Ledbetter, a musician nicknamed Lead Belly, had been in jail before. Escaped though. Took a new name after getting away from a chain gang. The second prison term ended up being a bit rougher. Lead Belly got stabbed by another inmate. In the got damn neck. He didn’t take too kind to that. He took the knife and nearly killed the man that had stabbed him —in. the got damn. neck.—moments earlier. He’d carry that scar and a bandanna to cover it for the rest of his life.
He’d also carry a 12-string guitar with him as much as he could. Pretty tough to do in prison. He’d been a musician for years though. He’d been playing and singing since at least 1903. He was probably 15 years old at that point.
But now he was in prison. Not a great place to be. He wanted out. So what do you do if you’re a musician trying to get out of prison? You write a song. What do you do if you’re a really smart musician trying to get out prison? You write a song to the ded gum Governor of Texas.
In 1925, Governor Pat Morris Neff pardoned Lead Belly after just seven years of a 35 year sentence. Neff had run on a platform of no pardons. But Lead Belly’s song and his regular Sunday performances at the prison —regularly attended by Neff and important guests of Neff—were just too powerful. Too beautiful. Too evocative.
Lead Belly played his way out of his prison. Just like we’re all trying to do. All hoping we’ll be able to be talented enough to do. All dreaming of being appreciated enough to do. Simply: Cared about enough without obligation attached to the person doing the caring for it to truly mean something to be cared about.
In August of 2019, Julian Gressel did this:
In August of 2019, Julian Gressel was not suspended by the MLS Disciplinary Committee.
Sure, he could have potentially been suspended for that. But you would only suspend Julian Gressel for that if you were an absolutely total idiot.
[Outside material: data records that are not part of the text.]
#![doc = "Repository integration: implements the core `Repository` trait on top of the GitHub REST contents API."]
//
//! # GitHub client
//!
//! - Construct [`GitHubClient`] with [`GitHubClient::connect`]; the default
//!   branch is looked up once unless configured.
//! - Folder listings and file reads go to `GET /repos/{repo}/contents/{path}?ref={branch}`.
//! - Writes go to `PUT /repos/{repo}/contents/{path}` with base64 content. Updates
//!   carry the expected blob sha; GitHub answers `409` when it no longer matches.
//! - Relative links resolve against `{raw_base}/{repo}/{branch}/{folder}/`.

use std::time::Duration;

use async_trait::async_trait;
use base64::Engine;
use blogpost_sync_core::contract::{
    ContentEncoding, EntryKind, FileContent, RepoEntry, Repository,
};
use blogpost_sync_core::SyncError;
use reqwest::header::{HeaderMap, HeaderValue, ACCEPT, AUTHORIZATION, USER_AGENT};
use reqwest::{StatusCode, Url};
use serde::{Deserialize, Serialize};

use crate::load_config::GitHubSettings;

const GITHUB_API_VERSION: &str = "2022-11-28";

#[derive(Debug, Deserialize)]
struct ContentsEntry {
    name: String,
    path: String,
    sha: String,
    #[serde(rename = "type")]
    entry_type: String,
}

#[derive(Debug, Deserialize)]
struct ContentsFile {
    path: String,
    sha: String,
    #[serde(default)]
    content: Option<String>,
    #[serde(default)]
    encoding: Option<String>,
}

#[derive(Debug, Deserialize)]
struct RepoInfo {
    default_branch: String,
}

#[derive(Debug, Serialize)]
struct PutContents<'a> {
    message: &'a str,
    content: String,
    branch: &'a str,
    #[serde(skip_serializing_if = "Option::is_none")]
    sha: Option<&'a str>,
}

#[derive(Debug, Deserialize)]
struct PutResponse {
    content: PutResponseContent,
}

#[derive(Debug, Deserialize)]
struct PutResponseContent {
    sha: String,
}

fn decode_error(path: &str, e: serde_json::Error) -> SyncError {
    SyncError::Decode {
        path: path.to_string(),
        reason: e.to_string(),
    }
}

/// Map a non-success GitHub status onto the sync error taxonomy.
pub fn status_error(status: u16, body: String, path: &str) -> SyncError {
    match status {
        404 => SyncError::NotFound(path.to_string()),
        409 => SyncError::Conflict {
            path: path.to_string(),
        },
        _ => SyncError::Repository { status, body },
    }
}

/// Turn GitHub's answers to a lost write race into [`SyncError::Conflict`].
///
/// Besides `409`, a stale sha on update comes back as `422 ... does not match`
/// and a create over a file that appeared meanwhile as `422 ... "sha" wasn't supplied`.
pub fn write_conflict(err: SyncError, path: &str) -> SyncError {
    match err {
        SyncError::Repository { status, ref body }
            if status == StatusCode::UNPROCESSABLE_ENTITY.as_u16()
                && (body.contains("does not match") || body.contains("wasn't supplied")) =>
        {
            SyncError::Conflict {
                path: path.to_string(),
            }
        }
        other => other,
    }
}

/// Parse a folder listing as returned by the contents API.
pub fn parse_listing(body: &str, path: &str) -> Result<Vec<RepoEntry>, SyncError> {
    let entries: Vec<ContentsEntry> =
        serde_json::from_str(body).map_err(|e| decode_error(path, e))?;
    Ok(entries
        .into_iter()
        .map(|e| RepoEntry {
            kind: if e.entry_type == "dir" {
                EntryKind::Directory
            } else {
                EntryKind::File
            },
            name: e.name,
            path: e.path,
            sha: e.sha,
        })
        .collect())
}

/// Parse a single file as returned by the contents API.
pub fn parse_file(body: &str, path: &str) -> Result<FileContent, SyncError> {
    let file: ContentsFile = serde_json::from_str(body).map_err(|e| decode_error(path, e))?;
    Ok(FileContent {
        path: file.path,
        content: file.content.unwrap_or_default(),
        encoding: ContentEncoding::from(file.encoding.as_deref().unwrap_or("")),
        sha: file.sha,
    })
}

pub struct GitHubClient {
    http: reqwest::Client,
    api_base: String,
    raw_base: String,
    repo: String,
    branch: String,
}

impl GitHubClient {
    /// Build the HTTP client and resolve the branch to work on.
    pub async fn connect(settings: &GitHubSettings, timeout: Duration) -> anyhow::Result<Self> {
        let mut headers = HeaderMap::new();
        let mut auth = HeaderValue::from_str(&format!("Bearer {}", settings.token))?;
        auth.set_sensitive(true);
        headers.insert(AUTHORIZATION, auth);
        headers.insert(ACCEPT, HeaderValue::from_static("application/vnd.github+json"));
        headers.insert(USER_AGENT, HeaderValue::from_static(concat!("blogpost-sync/", env!("CARGO_PKG_VERSION"))));
        headers.insert("x-github-api-version", HeaderValue::from_static(GITHUB_API_VERSION));

        let http = reqwest::Client::builder()
            .default_headers(headers)
            .timeout(timeout)
            .build()?;

        let mut client = GitHubClient {
            http,
            api_base: settings.api_base.trim_end_matches('/').to_string(),
            raw_base: settings.raw_base.trim_end_matches('/').to_string(),
            repo: settings.repo.clone(),
            branch: settings.branch.clone().unwrap_or_default(),
        };

        if client.branch.is_empty() {
            client.branch = client.fetch_default_branch().await?;
        }
        tracing::info!(repo = %client.repo, branch = %client.branch, "Initialized GitHubClient");
        Ok(client)
    }

    pub fn branch(&self) -> &str {
        &self.branch
    }

    async fn fetch_default_branch(&self) -> Result<String, SyncError> {
        let url = format!("{}/repos/{}", self.api_base, self.repo);
        tracing::debug!(%url, "Fetching repository metadata");
        let response = self.http.get(&url).send().await?;
        let body = Self::success_body(response, &self.repo).await?;
        let info: RepoInfo = serde_json::from_str(&body).map_err(|e| decode_error(&self.repo, e))?;
        Ok(info.default_branch)
    }

    fn contents_url(&self, path: &str) -> Result<Url, SyncError> {
        let base = format!("{}/repos/{}/contents", self.api_base, self.repo);
        let mut url = Url::parse(&base).map_err(|e| SyncError::InvalidUrl(format!("{base}: {e}")))?;
        url.path_segments_mut()
            .map_err(|_| SyncError::InvalidUrl(base.clone()))?
            .pop_if_empty()
            .extend(path.split('/').filter(|s| !s.is_empty()));
        Ok(url)
    }

    async fn get_contents(&self, path: &str) -> Result<String, SyncError> {
        let mut url = self.contents_url(path)?;
        url.query_pairs_mut().append_pair("ref", &self.branch);
        let response = self.http.get(url).send().await?;
        Self::success_body(response, path).await
    }

    async fn put_contents(&self, path: &str, body: &PutContents<'_>) -> Result<String, SyncError> {
        let url = self.contents_url(path)?;
        let response = self.http.put(url).json(body).send().await?;
        let text = Self::success_body(response, path).await?;
        let parsed: PutResponse = serde_json::from_str(&text).map_err(|e| decode_error(path, e))?;
        Ok(parsed.content.sha)
    }

    async fn success_body(response: reqwest::Response, path: &str) -> Result<String, SyncError> {
        let status = response.status();
        let body = response.text().await?;
        if status.is_success() {
            Ok(body)
        } else {
            tracing::error!(status = status.as_u16(), path, "GitHub request failed");
            Err(status_error(status.as_u16(), body, path))
        }
    }
}

#[async_trait]
impl Repository for GitHubClient {
    async fn list_folder(&self, path: &str) -> Result<Vec<RepoEntry>, SyncError> {
        tracing::debug!(path, "Listing folder");
        let body = self.get_contents(path).await?;
        parse_listing(&body, path)
    }

    async fn read_file(&self, path: &str) -> Result<FileContent, SyncError> {
        tracing::debug!(path, "Reading file");
        let body = self.get_contents(path).await?;
        parse_file(&body, path)
    }

    async fn create_file(
        &self,
        path: &str,
        message: &str,
        content: &str,
    ) -> Result<String, SyncError> {
        tracing::info!(path, "Creating file");
        let body = PutContents {
            message,
            content: base64::engine::general_purpose::STANDARD.encode(content.as_bytes()),
            branch: &self.branch,
            sha: None,
        };
        self.put_contents(path, &body)
            .await
            .map_err(|e| write_conflict(e, path))
    }

    async fn update_file(
        &self,
        path: &str,
        message: &str,
        content: &str,
        expected_sha: &str,
    ) -> Result<String, SyncError> {
        tracing::info!(path, expected_sha, "Updating file");
        let body = PutContents {
            message,
            content: base64::engine::general_purpose::STANDARD.encode(content.as_bytes()),
            branch: &self.branch,
            sha: Some(expected_sha),
        };
        self.put_contents(path, &body)
            .await
            .map_err(|e| write_conflict(e, path))
    }

    fn content_base_url(&self, folder: &str) -> Result<Url, SyncError> {
        raw_folder_url(&self.raw_base, &self.repo, &self.branch, folder)
    }
}

/// `{raw_base}/{repo}/{branch}/{folder}/`, with every segment percent-encoded.
pub fn raw_folder_url(raw_base: &str, repo: &str, branch: &str, folder: &str) -> Result<Url, SyncError> {
    let mut url = Url::parse(raw_base).map_err(|e| SyncError::InvalidUrl(format!("{raw_base}: {e}")))?;
    url.path_segments_mut()
        .map_err(|_| SyncError::InvalidUrl(raw_base.to_string()))?
        .pop_if_empty()
        .extend(repo.split('/'))
        .extend(branch.split('/'))
        .extend(folder.split('/').filter(|s| !s.is_empty()))
        .push("");
    Ok(url)
}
Some people are upset about that. So what if he “slapped a guy” in the “face”, you idiots?
This is JULIAN. GRESSEL. YOU. IDIOTS.
Would you suspend Monet from painting? Would you suspend Gretta Van Fleet from making terrible music? Kubrick from cinematography? Of course not for two-thirds of those things. you idiots.
I mean just look at JULIAN. !@#%%%$@#$@#$. GRESSEL.
Julian Gressel has equalized for Atlanta United! pic.twitter.com/9HBBYUDbpo— FOX Soccer (@FOXSoccer) June 24, 2018
JULIAN GRESSEL OPENS THE SCORING pic.twitter.com/6nsCV8Ai20— SportsTalkATL.com (@SportsTalkATL) September 27, 2017
Went out to @JulianGressel's charity golf tournament today and followed him for just one hole. He knocked down this long birdie putt for the camera. Is there anything he can't do? #ATLUTD pic.twitter.com/IowZrMr74K— Cody Chaffins (@Cody_Fox5) September 3, 2019
THEM FIVES STRIPES IS HELL BABY!!! MLS CUP CHAMPIONS!!! THIS IS FOR YOU ATLANTA https://t.co/fSjS2mWeMm— Julian Gressel (@JulianGressel) December 9, 2018
Ok, so maybe this whole thing was just a Friday afternoon Julian Gressel appreciation post.
You’re welcome tbh. You Id—ok yeah you get it.